CVE-2026-40621 -- CVSS 9.8 Vulnerability Briefing
CVE-2026-40621 | CVSS 9.8 (Critical) | Exploit: No known exploit
What Is It
CVE-2026-40621 is an authentication bypass vulnerability affecting ELECOM wireless LAN access point devices, where certain URLs can be accessed without any authentication credentials.
Technical Detail
The flaw exists because specific URLs on affected ELECOM wireless LAN access points are not protected by authentication controls, allowing unauthenticated access to those endpoints. An attacker with network access to the device can reach these unprotected URLs directly, potentially enabling unauthorized configuration changes, information disclosure, or full device takeover depending on the functionality exposed.

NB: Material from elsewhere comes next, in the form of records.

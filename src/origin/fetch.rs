//! Fetches the origin object for a request and shapes it as an origin response.

use std::sync::Arc;

use base64::{Engine, engine::general_purpose::STANDARD};
use lambda_runtime::tracing::{debug, info, warn};

use super::{BlobStore, BlobStoreError, ObjectRef, RetryPolicy, StoredObject};
use crate::models::{BodyEncoding, InternalResponse, Request, RouterError, RouterResult};
use crate::utils::{is_binary_mime_type, object_key};

const DEFAULT_CONTENT_TYPE: &str = "text/html";
const DEFAULT_CACHE_CONTROL: &str = "public, max-age=0, s-maxage=2678400, must-revalidate";

/// Bounded-retry object fetcher. Holds the process-wide store handle.
#[derive(Clone)]
pub struct BlobFetcher {
    store: Arc<dyn BlobStore>,
    policy: RetryPolicy,
}

impl BlobFetcher {
    #[must_use]
    pub fn new(store: Arc<dyn BlobStore>, policy: RetryPolicy) -> Self {
        Self { store, policy }
    }

    /// Fetches the object addressed by `request`'s S3 origin and URI.
    ///
    /// A missing object, or one that is still failing once the retry policy
    /// gives up, yields a `404 Not Found` response rather than an error.
    ///
    /// # Errors
    ///
    /// Returns `RouterError::MissingOrigin` if the request has no origin descriptor.
    pub async fn fetch(&self, request: &Request) -> RouterResult<InternalResponse> {
        let s3 = request
            .origin
            .as_ref()
            .map(crate::models::Origin::s3)
            .ok_or_else(|| RouterError::MissingOrigin(request.uri.clone()))?;

        let object = ObjectRef {
            bucket: bucket_from_domain(&s3.domain_name, &s3.region).to_string(),
            key: object_key(&s3.path, &request.uri),
        };
        info!(bucket = %object.bucket, key = %object.key, "Fetching from blob store");

        match self.get_with_retries(object).await {
            Ok(stored) => Ok(found(stored)),
            Err(e) => Ok(not_found(&e)),
        }
    }

    async fn get_with_retries(&self, object: ObjectRef) -> Result<StoredObject, BlobStoreError> {
        let mut attempt = 1;
        loop {
            match self.store.get_object(object.clone()).await {
                Ok(stored) => return Ok(stored),
                Err(e) if self.policy.should_retry(attempt, &e) => {
                    let delay = self.policy.backoff(attempt);
                    warn!(
                        error = %e,
                        attempt,
                        delay_ms = u64::try_from(delay.as_millis()).unwrap_or(u64::MAX),
                        "Transient blob store failure, retrying"
                    );
                    tokio::time::sleep(delay).await;
                    attempt += 1;
                }
                Err(e) => {
                    if self.policy.is_retryable(&e) {
                        warn!(error = %e, attempts = attempt, "Blob store retries exhausted");
                    }
                    return Err(e);
                }
            }
        }
    }
}

/// Recovers the bucket name from a virtual-hosted S3 domain.
///
/// Format: `assets.s3.eu-west-1.amazonaws.com` → `assets`
#[must_use]
pub fn bucket_from_domain<'a>(domain: &'a str, region: &str) -> &'a str {
    domain
        .strip_suffix(&format!(".s3.{region}.amazonaws.com"))
        .or_else(|| domain.strip_suffix(".s3.amazonaws.com"))
        .unwrap_or(domain)
}

fn found(stored: StoredObject) -> InternalResponse {
    let content_type = stored
        .content_type
        .unwrap_or_else(|| DEFAULT_CONTENT_TYPE.to_string());
    let cache_control = stored
        .cache_control
        .unwrap_or_else(|| DEFAULT_CACHE_CONTROL.to_string());

    let (body, encoding) = if is_binary_mime_type(&content_type) {
        (STANDARD.encode(&stored.body), BodyEncoding::Base64)
    } else {
        (
            String::from_utf8_lossy(&stored.body).into_owned(),
            BodyEncoding::Text,
        )
    };

    InternalResponse::new("200", "OK")
        .with_header("content-type", "Content-Type", content_type)
        .with_header("cache-control", "Cache-Control", cache_control)
        .with_body(body, encoding)
}

fn not_found(error: &BlobStoreError) -> InternalResponse {
    debug!(error = %error, "Blob store object unavailable, answering 404");
    InternalResponse::new("404", "Not Found")
}
//! Headless rekit driver.
//!
//! Loads a level, then runs the scene update on the main thread while a
//! second thread renders into a recording surface, the same split a windowed
//! front end uses.

use std::path::PathBuf;
use std::sync::atomic::{AtomicBool, Ordering};
use std::sync::Arc;
use std::thread;
use std::time::{Duration, Instant};

use anyhow::{Context, Result};
use clap::Parser;
use rekit_core::config::GameConfig;
use rekit_core::level::{Level, LevelScript};
use rekit_core::prototype::PrototypeRegistry;
use rekit_core::render::RecordingSurface;
use rekit_core::scene::Scene;
use tracing::{debug, error, info};
use tracing_subscriber::EnvFilter;

#[derive(Parser)]
#[command(version, about = "Runs a rekit level headless on a logic and a render thread")]
struct Cli {
    /// Level description (JSON).
    #[arg(value_name = "LEVEL")]
    level: PathBuf,

    /// Game configuration (JSON). Defaults are used when absent.
    #[arg(long, value_name = "PATH")]
    config: Option<PathBuf>,

    /// Seed for randomized spawn options.
    #[arg(long, default_value_t = 0)]
    seed: u64,

    /// Number of logic frames to run.
    #[arg(long, default_value_t = 600)]
    frames: u64,

    /// Target logic frames per second.
    #[arg(long, default_value_t = 60)]
    fps: u32,

    /// Record per-entity update timings and log them once per second.
    #[arg(long)]
    profile: bool,

    /// Restart the level instead of exiting when an entity update fails.
    #[arg(long)]
    restart_on_error: bool,
}

fn init_tracing() {
    let filter = EnvFilter::try_from_default_env().unwrap_or_else(|_| EnvFilter::new("info"));
    tracing_subscriber::fmt()
        .with_env_filter(filter)
        .with_target(false)
        .with_thread_names(true)
        .compact()
        .init();
}

fn load_config(path: Option<&PathBuf>, profile: bool) -> Result<GameConfig> {
    let mut config = match path {
        Some(path) => GameConfig::from_path(path)
            .with_context(|| format!("loading config {}", path.display()))?,
        None => GameConfig::default(),
    };
    if profile {
        config.scene.profile_updates = true;
    }
    Ok(config)
}

/// Renders until `stop` is raised, returning the number of frames drawn.
fn spawn_renderer(scene: Arc<Scene>, stop: Arc<AtomicBool>, fps: u32) -> Result<thread::JoinHandle<u64>> {
    let period = Duration::from_secs_f64(1.0 / f64::from(fps.max(1)));
    thread::Builder::new()
        .name("render".into())
        .spawn(move || {
            let mut surface = RecordingSurface::new();
            let mut frames = 0u64;
            while !stop.load(Ordering::Acquire) {
                surface.clear();
                scene.render(&mut surface);
                frames += 1;
                if frames % u64::from(fps.max(1)) == 0 {
                    debug!(frames, draw_calls = surface.len(), "rendered");
                }
                thread::sleep(period);
            }
            frames
        })
        .context("spawning render thread")
}

fn log_timings(scene: &Scene) {
    for (kind, spent) in scene.take_update_timings() {
        info!(kind, ?spent, "update time");
    }
}

fn main() -> Result<()> {
    init_tracing();
    let cli = Cli::parse();

    let config = Arc::new(load_config(cli.config.as_ref(), cli.profile)?);
    let level = Level::from_path(&cli.level)
        .with_context(|| format!("loading level {}", cli.level.display()))?;
    info!(level = %level.name, spawns = level.spawns.len(), seed = cli.seed, "starting");

    let focus = level.focus;
    let registry = PrototypeRegistry::with_defaults(Arc::clone(&config), cli.seed);
    let scene = Arc::new(Scene::new(
        config.scene.clone(),
        Box::new(LevelScript::new(level, registry)),
    ));
    scene.set_focus(focus);

    let stop = Arc::new(AtomicBool::new(false));
    let renderer = spawn_renderer(Arc::clone(&scene), Arc::clone(&stop), cli.fps)?;

    let period = Duration::from_secs_f64(1.0 / f64::from(cli.fps.max(1)));
    let mut last = Instant::now();
    let mut outcome: Result<()> = Ok(());
    for frame in 0..cli.frames {
        let now = Instant::now();
        let delta = now.duration_since(last).as_secs_f32();
        last = now;

        if let Err(err) = scene.update(delta) {
            if cli.restart_on_error {
                error!(frame, %err, "update failed, restarting level");
                scene.restart();
            } else {
                outcome = Err(err).with_context(|| format!("frame {frame}"));
                break;
            }
        }

        if cli.profile && frame % u64::from(cli.fps.max(1)) == 0 {
            log_timings(&scene);
        }

        if let Some(rest) = period.checked_sub(now.elapsed()) {
            thread::sleep(rest);
        }
    }

    stop.store(true, Ordering::Release);
    let rendered = renderer
        .join()
        .map_err(|_| anyhow::anyhow!("render thread panicked"))?;
    info!(
        entities = scene.entity_count(),
        overlays = scene.overlay_count(),
        rendered,
        "finished"
    );
    outcome
}
//! Data shared by every entity.

use glam::Vec2;

use super::{EntityFlags, EntityKey, Layer, Team};
use crate::geometry::Rect;
use crate::scene::SceneId;

/// Position, size, team and lifecycle state of an entity.
///
/// The key is fixed at construction. Everything else may be changed by
/// the entity itself or by a collision partner.
#[derive(Debug, Clone, PartialEq)]
pub struct EntityCore {
    key: EntityKey,
    kind: &'static str,
    /// Center position in world units.
    pub pos: Vec2,
    /// Velocity in world units per second.
    pub vel: Vec2,
    /// Full width and height.
    pub size: Vec2,
    team: Team,
    lives: i32,
    flags: EntityFlags,
    scene: Option<SceneId>,
}

impl EntityCore {
    /// Creates the core of a new entity with a freshly allocated key.
    ///
    /// `kind` is a short static label used in logs and profiling.
    #[must_use]
    pub fn new(kind: &'static str, layer: Layer, team: Team, pos: Vec2, size: Vec2) -> Self {
        Self {
            key: EntityKey::new(layer),
            kind,
            pos,
            vel: Vec2::ZERO,
            size,
            team,
            lives: 1,
            flags: EntityFlags::empty(),
            scene: None,
        }
    }

    /// Sets the starting number of lives.
    #[must_use]
    pub fn with_lives(mut self, lives: i32) -> Self {
        self.lives = lives;
        self
    }

    /// Stable key of the entity.
    #[must_use]
    pub fn key(&self) -> EntityKey {
        self.key
    }

    /// Static label of the entity type.
    #[must_use]
    pub fn kind(&self) -> &'static str {
        self.kind
    }

    /// Team affiliation.
    #[must_use]
    pub fn team(&self) -> Team {
        self.team
    }

    /// Remaining lives.
    #[must_use]
    pub fn lives(&self) -> i32 {
        self.lives
    }

    /// Current flags.
    #[must_use]
    pub fn flags(&self) -> EntityFlags {
        self.flags
    }

    /// Scene the entity has been flushed into, if any.
    #[must_use]
    pub fn scene(&self) -> Option<SceneId> {
        self.scene
    }

    /// Returns `true` if the two teams react to each other.
    #[must_use]
    pub fn is_hostile_to(&self, other: &EntityCore) -> bool {
        self.team.is_hostile(other.team)
    }

    /// Removes `damage` lives, marking the entity for deletion once none
    /// are left.
    pub fn add_damage(&mut self, damage: i32) {
        self.lives -= damage;
        if self.lives <= 0 {
            self.destroy();
        }
    }

    /// Adds `amount` lives.
    pub fn heal(&mut self, amount: i32) {
        self.lives += amount;
    }

    /// Marks the entity for deletion. The scene removes it on its next
    /// visit.
    pub fn destroy(&mut self) {
        self.flags.insert(EntityFlags::DELETE_ME);
    }

    /// Returns `true` once [`destroy`](Self::destroy) has been called.
    #[must_use]
    pub fn is_marked_for_deletion(&self) -> bool {
        self.flags.contains(EntityFlags::DELETE_ME)
    }

    /// Shows or hides the entity.
    pub fn set_visible(&mut self, visible: bool) {
        self.flags.set(EntityFlags::HIDDEN, !visible);
    }

    /// Returns `true` unless hidden.
    #[must_use]
    pub fn is_visible(&self) -> bool {
        !self.flags.contains(EntityFlags::HIDDEN)
    }

    /// Box centered on the position with the entity's size.
    #[must_use]
    pub fn bounds(&self) -> Rect {
        Rect::new(self.pos, self.size)
    }

    pub(crate) fn attach(&mut self, scene: SceneId) {
        self.scene = Some(scene);
    }
}

#[cfg(test)]
mod tests {
    use super::*;

    fn core() -> EntityCore {
        EntityCore::new("probe", Layer::Enemy, Team::Enemy, Vec2::ZERO, Vec2::ONE)
    }

    #[test]
    fn damage_destroys_at_zero_lives() {
        let mut core = core().with_lives(2);
        core.add_damage(1);
        assert!(!core.is_marked_for_deletion());
        core.add_damage(1);
        assert!(core.is_marked_for_deletion());
        assert_eq!(core.lives(), 0);
    }

    #[test]
    fn heal_adds_lives() {
        let mut core = core();
        core.heal(2);
        assert_eq!(core.lives(), 3);
    }

    #[test]
    fn visibility_toggles_hidden_flag() {
        let mut core = core();
        assert!(core.is_visible());
        core.set_visible(false);
        assert!(core.flags().contains(EntityFlags::HIDDEN));
        core.set_visible(true);
        assert!(core.is_visible());
    }

    #[test]
    fn key_is_fixed_after_mutation() {
        let mut core = core();
        let key = core.key();
        core.pos = Vec2::new(5.0, 5.0);
        core.destroy();
        assert_eq!(core.key(), key);
    }

    #[test]
    fn bounds_follow_position() {
        let mut core = core();
        core.pos = Vec2::new(2.0, 3.0);
        assert_eq!(core.bounds().center, Vec2::new(2.0, 3.0));
        assert_eq!(core.bounds().size, Vec2::ONE);
    }
}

The CVSS score of 9.8 reflects the low attack complexity and lack of required privileges or user interaction, consistent with a remotely exploitable authentication bypass on a network device.
Exploitation Status
No known exploit code has been identified at this time, and the vulnerability is not currently listed in the CISA Known Exploited Vulnerabilities catalog. The exploit maturity is assessed as no known exploit, meaning public proof-of-concept code or active in-the-wild exploitation has not been confirmed as of May 20, 2026. However, the straightforward nature of an authentication bypass on a network-accessible device lowers the barrier for independent discovery and exploitation.
Who Is Targeting This
No specific threat actor attribution at this time. No campaigns or targeted sectors have been associated with this vulnerability. Given that ELECOM devices are commonly deployed in small-to-medium business and consumer environments in Japan and the broader Asia-Pacific region, opportunistic scanning activity targeting exposed management interfaces remains a plausible concern.
What To Do
Apply any firmware updates released by ELECOM for affected wireless LAN access point models as the primary remediation step. Until a patch is applied, restrict network access to device management interfaces by placing them behind a firewall or management VLAN, and ensure the devices are not directly reachable from untrusted networks or the public internet. Review device logs for unexpected access to management URLs as a detection signal. Specific affected model numbers and patch versions have not been confirmed in available data at this time, so administrators should consult ELECOM's official security advisories to identify whether their deployed hardware is in scope.